The covid-19 pandemic and the worldwide search for a vaccine has thrown the life sciences sector into the limelight. However, its longer-term growth is considered structural and resilient to economic cycles. Life sciences are broadly defined as those concerned with living organisms, but the commercial sector is primarily concerned with biotechnology, pharmaceuticals, biomedical devices, genetics and genomics, the sciences delivering drugs and products to serve the aging populations of developed nations.
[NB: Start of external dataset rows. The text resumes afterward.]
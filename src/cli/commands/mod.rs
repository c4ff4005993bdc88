pub mod config;
pub mod event;
pub mod init;
pub mod log;
pub mod ops;
pub mod regenerate;
pub mod schedule;

use crate::config::Config;
use crate::models::tenant::TenantContext;

/// Tenant context of a CLI invocation; `--tenant` is already folded into
/// the configuration by `run`.
pub(crate) fn tenant_context(cfg: &Config) -> TenantContext {
    let ctx = TenantContext::new(&cfg.default_tenant);
    match std::env::var("USER") {
        Ok(user) if !user.is_empty() => ctx.with_user(&user),
        _ => ctx,
    }
}
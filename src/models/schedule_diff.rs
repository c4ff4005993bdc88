use super::event::{EventClass, EventOrigin};
use serde::Serialize;
use std::fmt;

/// Which generation path produced a schedule.
#[derive(Debug, Clone, Copy, PartialEq, Eq, Serialize)]
#[serde(rename_all = "lowercase")]
pub enum GenerationPath {
    Deterministic,
    External,
}

impl fmt::Display for GenerationPath {
    fn fmt(&self, f: &mut fmt::Formatter<'_>) -> fmt::Result {
        match self {
            GenerationPath::Deterministic => write!(f, "deterministic"),
            GenerationPath::External => write!(f, "external"),
        }
    }
}

/// Counts of one schedule replacement. Only used for the audit entry.
#[derive(Debug, Clone, Copy, Default, PartialEq, Eq, Serialize)]
#[serde(rename_all = "camelCase")]
pub struct ScheduleDiff {
    pub completed_preserved: usize,
    pub pending_removed: usize,
    pub inserted: usize,
}

/// Context attached to the audit entry of a replacement.
#[derive(Debug, Clone, PartialEq, Eq)]
pub struct AuditContext {
    pub path: GenerationPath,
    pub event_class: EventClass,
    pub origin: EventOrigin,
}
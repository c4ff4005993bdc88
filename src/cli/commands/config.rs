use super::tenant_context;
use crate::cli::parser::Commands;
use crate::config::Config;
use crate::errors::AppResult;
use crate::ui::messages::info;

/// Handle the `config` subcommand: the effective configuration after
/// `--db` / `--tenant` overrides.
pub fn handle(cmd: &Commands, cfg: &Config) -> AppResult<()> {
    let Commands::Config { print_config } = cmd else {
        return Ok(());
    };

    if !*print_config {
        info("Nothing to do. Use `config --print` to show the configuration.");
        return Ok(());
    }

    let path = Config::config_file();
    let origin = if path.exists() { "file" } else { "defaults" };
    println!("📄 Configuration ({}, {}):\n", path.display(), origin);
    print!("{}", cfg.to_yaml()?);

    let ctx = tenant_context(cfg);
    println!("\n👤 Acting as {} in tenant {}", ctx.actor(), ctx.tenant_id);
    Ok(())
}
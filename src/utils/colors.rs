/// ANSI color helper utilities for terminal output.
pub const RESET: &str = "\x1b[0m";

pub const GREY: &str = "\x1b[90m";
pub const GREEN: &str = "\x1b[32m";
pub const YELLOW: &str = "\x1b[33m";

/// Status color:
/// COMPLETED → green
/// CANCELLED → grey
/// IN_PROGRESS → yellow
/// anything else → reset
pub fn color_for_status(status: &str) -> &'static str {
    match status {
        "COMPLETED" => GREEN,
        "CANCELLED" => GREY,
        "IN_PROGRESS" => YELLOW,
        _ => RESET,
    }
}

/// Greys out placeholders, returns anything else untouched.
///
/// Example:
/// `colorize_optional("-")` → "<grey>-<reset>"
pub fn colorize_optional(value: &str) -> String {
    if value.trim().is_empty() || value.trim() == "--:--" || value.trim() == "-" {
        format!("{GREY}{value}{RESET}")
    } else {
        value.to_string()
    }
}
//! SQLite connection wrapper (lightweight for CLI usage).

use crate::db::migrate::run_pending_migrations;
use crate::errors::AppResult;
use rusqlite::{Connection, Result};
use std::path::Path;
use std::time::Duration;

/// Concurrent regenerations from separate processes wait this long on a
/// locked database before failing.
pub const DEFAULT_BUSY_TIMEOUT_MS: u64 = 5_000;

pub struct DbPool {
    pub conn: Connection,
}

impl DbPool {
    /// Plain connection, schema untouched.
    pub fn new<P: AsRef<Path>>(path: P) -> Result<Self> {
        let conn = Connection::open(path)?;
        conn.execute_batch("PRAGMA foreign_keys = ON;")?;
        conn.busy_timeout(Duration::from_millis(DEFAULT_BUSY_TIMEOUT_MS))?;
        Ok(Self { conn })
    }

    /// Open and run every pending migration.
    pub fn open<P: AsRef<Path>>(path: P) -> AppResult<Self> {
        let pool = Self::new(path)?;
        run_pending_migrations(&pool.conn)?;
        Ok(pool)
    }
}
//! Plain-text table for CLI listings.
//!
//! Column widths grow to fit the widest cell; the configured width is a
//! minimum. Widths count chars, so cells must not carry ANSI codes (colour
//! whole lines after rendering instead).

pub struct Column {
    pub header: String,
    pub min_width: usize,
}

impl Column {
    pub fn new(header: &str, min_width: usize) -> Self {
        Self {
            header: header.to_string(),
            min_width,
        }
    }
}

pub struct Table {
    pub columns: Vec<Column>,
    pub rows: Vec<Vec<String>>,
}

impl Table {
    pub fn new(columns: Vec<Column>) -> Self {
        Self {
            columns,
            rows: Vec::new(),
        }
    }

    pub fn add_row(&mut self, row: Vec<String>) {
        self.rows.push(row);
    }

    fn widths(&self) -> Vec<usize> {
        self.columns
            .iter()
            .enumerate()
            .map(|(i, col)| {
                self.rows
                    .iter()
                    .filter_map(|r| r.get(i))
                    .map(|c| c.chars().count())
                    .chain([col.header.chars().count(), col.min_width])
                    .max()
                    .unwrap_or(0)
            })
            .collect()
    }

    /// Header line, then one line per row. Missing cells render blank and
    /// trailing padding is trimmed.
    pub fn render(&self) -> String {
        let widths = self.widths();
        let line = |cells: Vec<&str>| -> String {
            let joined = cells
                .iter()
                .zip(&widths)
                .map(|(cell, &w)| format!("{cell:<w$}"))
                .collect::<Vec<_>>()
                .join(" ");
            format!("{}\n", joined.trim_end())
        };

        let mut out = line(self.columns.iter().map(|c| c.header.as_str()).collect());
        for row in &self.rows {
            let cells = (0..self.columns.len())
                .map(|i| row.get(i).map(String::as_str).unwrap_or(""))
                .collect();
            out.push_str(&line(cells));
        }
        out
    }
}
//! Time utilities: parsing HH:MM, minute-of-day arithmetic with day carry,
//! combined timestamp parsing.
//!
//! Every clock time in the crate is minute-granular: seconds are dropped on
//! input and never reintroduced.

use crate::errors::{AppError, AppResult};
use chrono::{DateTime, NaiveDate, NaiveDateTime, NaiveTime, Timelike};
use std::cmp::Ordering;

pub const MINUTES_PER_DAY: i64 = 24 * 60;

/// Parse `HH:MM` or `HH:MM:SS`; seconds are discarded.
pub fn parse_time(t: &str) -> Option<NaiveTime> {
    let t = t.trim();
    NaiveTime::parse_from_str(t, "%H:%M")
        .or_else(|_| NaiveTime::parse_from_str(t, "%H:%M:%S"))
        .ok()
        .map(truncate_to_minute)
}

pub fn parse_time_strict(t: &str) -> AppResult<NaiveTime> {
    parse_time(t).ok_or_else(|| AppError::InvalidTime(t.to_string()))
}

pub fn parse_optional_time(input: Option<&String>) -> AppResult<Option<NaiveTime>> {
    if let Some(s) = input {
        Ok(Some(parse_time_strict(s)?))
    } else {
        Ok(None)
    }
}

pub fn truncate_to_minute(t: NaiveTime) -> NaiveTime {
    from_minute_of_day(minute_of_day(t))
}

pub fn minute_of_day(t: NaiveTime) -> u32 {
    t.hour() * 60 + t.minute()
}

fn from_minute_of_day(m: u32) -> NaiveTime {
    NaiveTime::from_hms_opt(m / 60, m % 60, 0).unwrap_or(NaiveTime::MIN)
}

/// Total order by minute-of-day.
pub fn compare_time(a: NaiveTime, b: NaiveTime) -> Ordering {
    minute_of_day(a).cmp(&minute_of_day(b))
}

pub fn is_midnight(t: NaiveTime) -> bool {
    minute_of_day(t) == 0
}

/// Shift a clock time by `minutes`, returning the new time and the signed
/// number of calendar days crossed.
pub fn shift_minutes(t: NaiveTime, minutes: i64) -> (NaiveTime, i64) {
    let total = i64::from(minute_of_day(t)).saturating_add(minutes);
    let day_offset = total.div_euclid(MINUTES_PER_DAY);
    let in_day = total.rem_euclid(MINUTES_PER_DAY) as u32;
    (from_minute_of_day(in_day), day_offset)
}

/// `02:00 + 23h` → `(01:00, 1)`.
pub fn add_hours(t: NaiveTime, hours: i64) -> (NaiveTime, i64) {
    shift_minutes(t, hours.saturating_mul(60))
}

/// `02:00 - 4h` → `(22:00, -1)`.
pub fn subtract_hours(t: NaiveTime, hours: i64) -> (NaiveTime, i64) {
    shift_minutes(t, hours.saturating_mul(60).saturating_neg())
}

pub fn format_time(t: NaiveTime) -> String {
    t.format("%H:%M").to_string()
}

/// Accepted layouts of an explicit mobilization/demobilization timestamp
/// without a UTC offset.
const NAIVE_TIMESTAMP_FORMATS: [&str; 4] = [
    "%Y-%m-%dT%H:%M",
    "%Y-%m-%dT%H:%M:%S%.f",
    "%Y-%m-%d %H:%M",
    "%Y-%m-%d %H:%M:%S%.f",
];

/// Split a combined timestamp into date and minute-granular time.
///
/// Accepts `YYYY-MM-DDTHH:MM[:SS[.fff]]` (or a space instead of `T`) and
/// RFC 3339 with an offset. The wall-clock part is taken as written, the
/// offset is ignored. Returns `None` on empty or malformed input: callers
/// treat that as "no explicit timestamp given".
pub fn parse_timestamp(s: &str) -> Option<(NaiveDate, NaiveTime)> {
    let s = s.trim();
    if s.is_empty() {
        return None;
    }

    let naive = DateTime::parse_from_rfc3339(s)
        .or_else(|_| DateTime::parse_from_str(s, "%Y-%m-%dT%H:%M%:z"))
        .map(|dt| dt.naive_local())
        .ok()
        .or_else(|| {
            NAIVE_TIMESTAMP_FORMATS
                .iter()
                .find_map(|f| NaiveDateTime::parse_from_str(s, f).ok())
        })?;

    Some((naive.date(), truncate_to_minute(naive.time())))
}

/// Serde adapter writing `NaiveTime` as `HH:MM` and reading `HH:MM[:SS]`.
pub mod hhmm {
    use chrono::NaiveTime;
    use serde::{Deserialize, Deserializer, Serializer, de::Error};

    pub fn serialize<S: Serializer>(t: &NaiveTime, s: S) -> Result<S::Ok, S::Error> {
        s.serialize_str(&super::format_time(*t))
    }

    pub fn deserialize<'de, D: Deserializer<'de>>(d: D) -> Result<NaiveTime, D::Error> {
        let raw = String::deserialize(d)?;
        super::parse_time(&raw).ok_or_else(|| D::Error::custom(format!("invalid time '{raw}'")))
    }
}
pub mod calculator;
pub mod event;
pub mod log;
pub mod ops;
pub mod ports;
pub mod regenerate;
pub mod replace;
pub mod strategy;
Global healthcare spending is set to hit $8.7 trillion for 2020, according to JLL, while annual pharmaceutical sales are expected to hit $1 trillion in 2024. Much of the sector’s growth comes from venture capital investment, which has been growing at 15 percent a year in the US and totals more than $6 billion so far this year.
Companies in these fields are being driven by the same forces as other participants in the knowledge economy; in particular clustering, as they recognize that locating close to other market participants brings productivity benefits that far outweigh the downsides. Swiss pharmaceutical giant Novartis began this trend in 2002 when it moved its global research headquarters to Cambridge, Massachusetts. The US dominates the biotech and pharmaceutical industries and the main life sciences real estate clusters are its East and West coasts, while the UK boasts a ‘golden triangle’ of Cambridge, Oxford and London.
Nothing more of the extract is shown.